An LLC, or a Limited Liability Company, is a legal entity that is used to run a business. Unlike a sole proprietorship which is essentially an unregistered business, running an LLC can give entrepreneurs some benefits like that of a corporation such as limited liability protection. There are many people involved in these types of business structures and it is important to understand the key differences that distinguish them from one another. In LLCs, two important roles include the member and the organizer.
An organizer is an individual or an entity that is solely responsible for the technical formation of an LLC. They are primarily involved with the submission of the required documents and the payment of the filing fees. Their responsibilities end when the LLC is filed and approved. On the other hand, a member is an owner of an LLC. Once the LLC has been formed, the member is then responsible for the operation and the management of the LLC. Aside from their responsibilities, members and organizers also differ in liabilities.
Member vs Organizer
Difference in Responsibilities
As far as businesses go, a significant amount of work is needed to become successful and there are different roles that need to be played to get it done. In an LLC, there are two important roles that are crucial for the formation and the operation of the business: the member and the organizer. The two roles are primarily distinguished by their responsibilities since the functions they serve do not overlap during the timeline of the LLC. However, the roles are not mutually exclusive as an individual can technically serve both roles.
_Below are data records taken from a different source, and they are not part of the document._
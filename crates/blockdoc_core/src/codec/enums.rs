use crate::codec::primitive::{Primitive, parse_int_literal};
use crate::codec::{CodecError, Result};

/// One declared `(name, value)` pair of an enum.
#[derive(Debug, Clone, PartialEq, Eq)]
pub struct EnumOption {
	/// Option name as declared.
	pub name: Box<str>,
	/// Integer value.
	pub value: i64,
}

/// Named integer domain backed by an integer primitive.
#[derive(Debug, Clone, PartialEq, Eq)]
pub struct EnumDef {
	/// Backing integer kind (1, 2 or 4 bytes).
	pub storage: Primitive,
	/// Declared options in declaration order.
	pub options: Vec<EnumOption>,
}

impl EnumDef {
	/// Declared name for `value`.
	pub fn name_of(&self, value: i64) -> Option<&str> {
		self.options.iter().find(|option| option.value == value).map(|option| &*option.name)
	}

	/// Declared value for `name`.
	pub fn value_of(&self, name: &str) -> Option<i64> {
		self.options.iter().find(|option| &*option.name == name).map(|option| option.value)
	}

	/// Require `value` to be one of the declared options.
	pub fn check(&self, enum_name: &str, value: i64) -> Result<i64> {
		if self.name_of(value).is_none() {
			return Err(CodecError::InvalidEnumValue {
				enum_name: enum_name.into(),
				value,
			});
		}
		Ok(value)
	}

	/// Resolve an option name, decimal or `0x` hex literal to a declared value.
	pub fn parse(&self, enum_name: &str, text: &str) -> Result<i64> {
		if let Some(value) = self.value_of(text.trim()) {
			return Ok(value);
		}
		let value = parse_int_literal(text).ok_or_else(|| CodecError::BadLiteral {
			type_name: enum_name.into(),
			text: text.into(),
		})?;
		self.check(enum_name, value)
	}

	/// Option name, or a marker carrying the raw value when undeclared.
	pub fn render(&self, value: i64) -> String {
		match self.name_of(value) {
			Some(name) => name.to_owned(),
			None => format!("<INVALID ({value})>"),
		}
	}
}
The organizer is in charge of the technical formation of the LLC. This primarily includes the filing of the Articles of Organization (legal documents used to establish an LLC) and ensuring that the filing fees are paid for. The organizer is crucial for this period in the timeline of the LLC as the state is more concerned with the organizer than they are with the members.
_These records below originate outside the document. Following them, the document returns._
use std::collections::HashMap;

use blockdoc_testkit::LeBytes;

use crate::codec::array::{ArrayShape, MAX_ARRAY_LEN};
use crate::codec::bytes::{ByteSink, Cursor};
use crate::codec::expr::Scalar;
use crate::codec::link::{LinkPolicy, LinkQueue};
use crate::codec::pass::{ReadPass, WritePass};
use crate::codec::record::Record;
use crate::codec::schema::Schema;
use crate::codec::value::Value;
use crate::codec::version::Versions;
use crate::codec::{CodecError, RecordDisplay};

const V1: Versions = Versions {
	version: 0x0100_0000,
	user_version: 0,
};
const V2: Versions = Versions {
	version: 0x0200_0000,
	user_version: 0,
};

fn scene() -> Schema {
	Schema::from_json_str(&blockdoc_testkit::fixture_text("scene.schema.json")).expect("scene schema validates")
}

fn fresh(schema: &Schema, name: &str) -> Record {
	Record::new(schema, schema.type_id(name).expect("type exists"), None, None).expect("record builds")
}

fn read(schema: &Schema, name: &str, bytes: &[u8], versions: Versions, max_array_len: usize) -> crate::codec::Result<Record> {
	let mut record = fresh(schema, name);
	let mut queue = LinkQueue::new();
	let mut cur = Cursor::new(bytes);
	record.read(
		schema,
		&mut cur,
		&mut ReadPass {
			versions,
			queue: &mut queue,
			max_array_len,
		},
	)?;
	assert!(cur.is_at_end(), "record left {} bytes unread", cur.remaining());
	Ok(record)
}

fn write(schema: &Schema, record: &Record, versions: Versions) -> crate::codec::Result<Vec<u8>> {
	let index = HashMap::new();
	let mut sink = ByteSink::new();
	record.write(
		schema,
		record.arg(),
		&mut sink,
		&WritePass {
			versions,
			index: &index,
			sentinel: -1,
			policy: LinkPolicy::Strict,
			max_array_len: MAX_ARRAY_LEN,
		},
	)?;
	Ok(sink.into_inner())
}

fn mesh_v1_bytes() -> Vec<u8> {
	LeBytes::new()
		.sized_string("m")
		.u16(1 | (2 << 1) | (3 << 4))
		.u16(2)
		.f32(0.0)
		.f32(1.0)
		.f32(2.0)
		.f32(3.0)
		.f32(4.0)
		.f32(5.0)
		.u8(2)
		.u8(0)
		.u16(2)
		.u16(2)
		.u16(1)
		.u16(10)
		.u16(11)
		.u16(12)
		.u8(9)
		.u8(8)
		.u32(5)
		.finish()
}

fn names<'s>(record: &Record, schema: &'s Schema, versions: Versions) -> Vec<&'s str> {
	record
		.active_fields(schema, versions)
		.expect("active fields")
		.into_iter()
		.map(|field| &*field.name)
		.collect()
}

#[test]
fn defaults_follow_the_schema() {
	let schema = scene();
	let mesh = fresh(&schema, "Mesh");
	assert_eq!(mesh.get(&schema, "Alpha").expect("alpha"), &Value::Enum(1));
	assert_eq!(mesh.get(&schema, "Flags").expect("flags"), &Value::Bits(vec![0, 2, 0]));
	assert_eq!(mesh.field_int(&schema, "flags").expect("packed flags"), 4);

	let shape = fresh(&schema, "Shape");
	assert_eq!(shape.get(&schema, "Radius").expect("radius").as_float(), Some(0.5));

	let header = fresh(&schema, "Header");
	assert_eq!(header.get(&schema, "Creator").expect("creator").as_str(), Some(&b"blockdoc"[..]));
}

#[test]
fn reads_and_rewrites_a_mesh_bit_exactly() {
	let schema = scene();
	let bytes = mesh_v1_bytes();
	let mesh = read(&schema, "Mesh", &bytes, V1, MAX_ARRAY_LEN).expect("mesh decodes");

	assert_eq!(mesh.get(&schema, "Flags").expect("flags"), &Value::Bits(vec![1, 2, 3]));
	assert_eq!(mesh.field_int(&schema, "Alpha").expect("alpha"), 2);
	assert_eq!(mesh.field_int(&schema, "Legacy Flags").expect("legacy"), 5);

	let vertices = mesh.get(&schema, "Vertices").expect("vertices").as_array().expect("array");
	assert_eq!(vertices.len(), 2);
	let second = vertices.get(1).expect("second vertex").as_record().expect("record");
	assert_eq!(second.get(&schema, "Z").expect("z").as_float(), Some(5.0));

	let strips = mesh.get(&schema, "Strips").expect("strips").as_array().expect("array");
	assert_eq!(strips.shape(), ArrayShape::Jagged(vec![2, 1]));
	assert_eq!(strips.get2(0, 1).expect("cell"), &Value::Int(11));
	assert_eq!(strips.get2(1, 0).expect("cell"), &Value::Int(12));
	assert!(matches!(strips.get2(1, 1), Err(CodecError::IndexOutOfRange { index: 1, len: 1 })));

	assert_eq!(mesh.size(&schema, None, V1).expect("size"), bytes.len());
	assert_eq!(write(&schema, &mesh, V1).expect("mesh encodes"), bytes);
}

#[test]
fn record_argument_sizes_nested_arrays() {
	let schema = scene();
	let mesh = read(&schema, "Mesh", &mesh_v1_bytes(), V1, MAX_ARRAY_LEN).expect("mesh decodes");
	let palette = mesh.get(&schema, "Palette").expect("palette").as_record().expect("record");
	assert_eq!(palette.arg(), Some(2));
	let entries = palette.get(&schema, "Entries").expect("entries").as_array().expect("array");
	assert_eq!(entries.get_scalar(&schema, 0).expect("entry"), Scalar::Int(9));
	assert_eq!(entries.get_scalar(&schema, 1).expect("entry"), Scalar::Int(8));
}

#[test]
fn oversized_counts_are_rejected_before_allocation() {
	let schema = scene();
	let err = read(&schema, "Mesh", &mesh_v1_bytes(), V1, 1).expect_err("ceiling");
	assert!(matches!(err, CodecError::ArrayTooLarge { count: 2, max: 1, .. }));
}

#[test]
fn version_gates_change_the_field_set() {
	let schema = scene();
	let mesh = fresh(&schema, "Mesh");
	assert!(names(&mesh, &schema, V1).contains(&"legacy_flags"));
	assert!(!names(&mesh, &schema, V2).contains(&"legacy_flags"));
	assert_eq!(mesh.size(&schema, None, V2).expect("size"), 12);
	assert_eq!(mesh.size(&schema, None, V1).expect("size"), 16);

	let node = fresh(&schema, "Node");
	assert!(!names(&node, &schema, V1).contains(&"shape"));
	assert!(names(&node, &schema, V2).contains(&"shape"));
	let tagged = Versions::new(0x0200_0000, 7);
	assert!(names(&node, &schema, tagged).contains(&"export_tag"));
}

#[test]
fn conditions_read_earlier_values() {
	let schema = scene();
	let mut node = fresh(&schema, "Node");
	assert!(!names(&node, &schema, V2).contains(&"scale"));

	node.set_int(&schema, "Has Scale", 1).expect("set flag");
	assert!(names(&node, &schema, V2).contains(&"scale"));
	assert_eq!(node.get(&schema, "Scale").expect("scale").as_float(), Some(1.0));
}

#[test]
fn abstract_fields_are_gated_but_never_stored() {
	let schema = scene();
	let node = fresh(&schema, "Node");
	assert!(names(&node, &schema, V2).contains(&"bounds_radius"));
	assert!(node.entries(&schema, V2).expect("entries").iter().all(|(field, _)| &*field.name != "bounds_radius"));

	let base = node.size(&schema, None, V2).expect("size");
	let bytes = write(&schema, &node, V2).expect("node encodes");
	assert_eq!(bytes.len(), base);
}

#[test]
fn update_size_keeps_retained_elements() {
	let schema = scene();
	let mut mesh = fresh(&schema, "Mesh");
	mesh.set_int(&schema, "Num Vertices", 2).expect("count");
	mesh.update_size(&schema, "Vertices").expect("resize");
	mesh.get_mut(&schema, "Vertices")
		.expect("vertices")
		.as_array_mut()
		.expect("array")
		.get_mut(0)
		.expect("first")
		.as_record_mut()
		.expect("record")
		.set_float(&schema, "X", 7.5)
		.expect("set x");

	mesh.set_int(&schema, "Num Vertices", 3).expect("count");
	mesh.update_size(&schema, "Vertices").expect("grow");
	let vertices = mesh.get(&schema, "Vertices").expect("vertices").as_array().expect("array");
	assert_eq!(vertices.len(), 3);
	let first = vertices.get(0).expect("first").as_record().expect("record");
	assert_eq!(first.get(&schema, "X").expect("x").as_float(), Some(7.5));

	mesh.resize_array(&schema, "Vertices", 1).expect("shrink");
	assert_eq!(mesh.field_int(&schema, "Num Vertices").expect("count"), 1);
	assert_eq!(mesh.get(&schema, "Vertices").expect("vertices").as_array().map(|array| array.len()), Some(1));
}

#[test]
fn write_rejects_drifted_array_lengths() {
	let schema = scene();
	let mut mesh = fresh(&schema, "Mesh");
	mesh.set_int(&schema, "Num Vertices", 2).expect("count");
	let err = write(&schema, &mesh, V2).expect_err("length drift");
	assert!(matches!(err, CodecError::ArraySizeMismatch { .. }));

	mesh.update_size(&schema, "Vertices").expect("resize vertices");
	let err = write(&schema, &mesh, V2).expect_err("palette still empty");
	assert!(matches!(err, CodecError::ArraySizeMismatch { .. }));
}

#[test]
fn jagged_rows_follow_per_row_lengths() {
	let schema = scene();
	let mut mesh = fresh(&schema, "Mesh");
	mesh.resize_array(&schema, "Strip Lengths", 2).expect("rows");
	{
		let lengths = mesh.get_mut(&schema, "Strip Lengths").expect("lengths").as_array_mut().expect("array");
		lengths.set_scalar(&schema, 0, Scalar::Int(3)).expect("row 0");
		lengths.set_scalar(&schema, 1, Scalar::Int(1)).expect("row 1");
	}
	mesh.update_size(&schema, "Strips").expect("jagged resize");
	let strips = mesh.get(&schema, "Strips").expect("strips").as_array().expect("array");
	assert_eq!(strips.shape(), ArrayShape::Jagged(vec![3, 1]));
	assert_eq!(strips.len(), 2);
	assert_eq!(strips.values().count(), 4);
	assert_eq!(strips.shape().total(), 4);
}

#[test]
fn template_bindings_reach_nested_records() {
	let schema = scene();
	let mut animation = fresh(&schema, "Animation");
	let group = animation
		.get_mut(&schema, "Translations")
		.expect("translations")
		.as_record_mut()
		.expect("record");
	assert_eq!(group.template(), schema.type_id("Vector3"));
	assert!(!names(group, &schema, V2).contains(&"interpolation"));

	group.resize_array(&schema, "Keys", 2).expect("keys");
	assert!(names(group, &schema, V2).contains(&"interpolation"));
	let keys = group.get(&schema, "Keys").expect("keys").as_array().expect("array");
	let key = keys.get(1).expect("key").as_record().expect("record");
	assert_eq!(key.template(), schema.type_id("Vector3"));
	let value = key.get(&schema, "Value").expect("value").as_record().expect("vector value");
	assert_eq!(Some(value.ty()), schema.type_id("Vector3"));

	let visibility = animation.get(&schema, "Visibility").expect("visibility").as_record().expect("record");
	assert_eq!(visibility.template(), schema.type_id("Byte"));
}

#[test]
fn unbound_templates_fail_with_missing_attribute() {
	let schema = scene();
	let group = schema.type_id("KeyGroup").expect("KeyGroup");
	let err = Record::new(&schema, group, None, None).expect_err("no binding");
	assert!(matches!(err, CodecError::MissingAttribute { .. }));
}

#[test]
fn setters_validate_ranges_and_enum_members() {
	let schema = scene();
	let mut mesh = fresh(&schema, "Mesh");

	mesh.set_str(&schema, "Alpha", "MASK").expect("by name");
	assert_eq!(mesh.get(&schema, "Alpha").expect("alpha"), &Value::Enum(2));
	mesh.set_str(&schema, "Alpha", "0x1").expect("by hex");
	assert_eq!(mesh.field_int(&schema, "Alpha").expect("alpha"), 1);
	assert!(matches!(mesh.set_int(&schema, "Alpha", 7), Err(CodecError::InvalidEnumValue { value: 7, .. })));

	assert!(matches!(mesh.set_int(&schema, "Num Vertices", 70_000), Err(CodecError::Range { .. })));
	assert!(matches!(mesh.set_bit(&schema, "Flags", "Hidden", 2), Err(CodecError::Range { .. })));
	mesh.set_bit(&schema, "Flags", "Layer", 15).expect("max layer");
	assert_eq!(mesh.get(&schema, "Flags").expect("flags"), &Value::Bits(vec![0, 2, 15]));

	assert!(matches!(mesh.set_int(&schema, "Missing", 1), Err(CodecError::FieldNotFound { .. })));
	assert!(matches!(mesh.set_int(&schema, "Vertices", 1), Err(CodecError::ValueKind { .. })));
}

#[test]
fn negative_counts_are_size_errors() {
	let schema = Schema::from_json_str(
		r#"{
			"format": { "name": "t", "magic": "T" },
			"records": [{
				"name": "A",
				"fields": [
					{ "name": "Count", "type": "Int" },
					{ "name": "Items", "type": "UByte", "arr1": "Count" }
				]
			}]
		}"#,
	)
	.expect("schema");
	let mut record = fresh(&schema, "A");
	record.set_int(&schema, "Count", -1).expect("signed count");
	assert!(matches!(record.update_size(&schema, "Items"), Err(CodecError::NegativeArrayLength { value: -1, .. })));
}

#[test]
fn display_lists_active_fields() {
	let schema = scene();
	let mesh = read(&schema, "Mesh", &mesh_v1_bytes(), V1, MAX_ARRAY_LEN).expect("mesh decodes");
	let text = RecordDisplay::new(&schema, &mesh, V1).to_string();
	assert!(text.starts_with("<Mesh>\n* Name : m\n"));
	assert!(text.contains("* Flags : Hidden=1, Mode=2, Layer=3"));
	assert!(text.contains("* Alpha : MASK"));
	assert!(text.contains("* Vertices :\n    0:\n        <Vector3>"));
	assert!(!text.contains("* Normals :"));
}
During the application for the LLC registration, the organizer acts as the point of contact between the state and the LLC. This means that all forms of communication are directed to the organizer. This is important because the state will contact the organizer if any issues arise with the documentation submitted or with the process as a whole.
Anyone can become an organizer and most states only require that the organizer be at least 18 years old. Many people appoint their attorneys or accountants to be their organizers due to their expertise and familiarity with the processes involved; Business owners can act as their own organizers as well.
However, many LLCs make use of the services of an LLC formation service provider. An entity such as an LLC formation service provider is an acceptable organizer for an LLC and the services are typically considered to be affordable.
As soon as the LLC is formed and approved by the state, the organizer ceases to exist as their sole responsibility is to see to the formation of the LLC.
On the other hand, a member is an individual or an entity that holds membership interest in an LLC. They are essentially the owners of the LLC and are comparable to the shareholders in a corporation.
An LLC can have one member in a single-membered LLC, or it can have two or more members in a multi-membered LLC. While the sole member might be more proactive in the responsibilities involved in the LLC, the responsibilities of each member in a multi-membered LLC might not have the same weight; That strictly depends on what the members involved have discussed and agreed on.
The members themselves can manage the LLC; a setup considered as a member-managed LLC. However, the members can also simply hire a third-party individual or entity to manage their LLC for them – this is called a manager-managed LLC.
While the organizers are relevant in the Articles of Organization, the members are more focused on the Operating Agreement – documents that outline the financial and functional decisions of the business including rules, regulations, and provisions. The Operating Agreement is essentially used to govern the internal operations of the business in such a way that caters to the specific needs of the business owners.
Difference in Liabilities
Since the role of the organizers is strictly limited to the technical formation of the LLC, they do not receive liabilities that the LLC may fall into. However, there have been instances when the organizer can become liable for the LLC.
Due to a 2010 decision by an appeals court, a ruling was made that the organizer can possibly become liable for an LLC’s activities if the individual serving as an organizer has additional responsibilities in the LLC extending beyond that of an organizer. Depending on the extent of their responsibilities, the organizer can then be considered as a fiduciary or a trustee. In this case, the organizer must openly disclose if whether they are beneficiaries of the LLC.
With all that, it still conventionally proceeds that the organizer is considered free from liabilities that an LLC might get into.
On the other hand, members are not entirely unprotected as well. Due to the nature of the LLC, members are granted limited liability protection. This means that their personal assets such as property, cars, and bank accounts are not at risk if ever the LLC comes into financial debt and burden. Limited liability protection is one of the main appeals of registering a business as an LLC in the first place.
As the name suggests, the liability protection granted by the LLC to the members is limited. For instance, creditors understand the nature of an LLC and therefore usually ask for collateral from the members themselves. Only then would a loan be granted. In this case, financial debt would then fall onto the members in case of failure on the part of the LLC.
Committing fraud is another way members of an LLC can be held personally liable. In the event that the members were found making false claims or conscious omissions when applying for a business loan, the members are then held personally liable.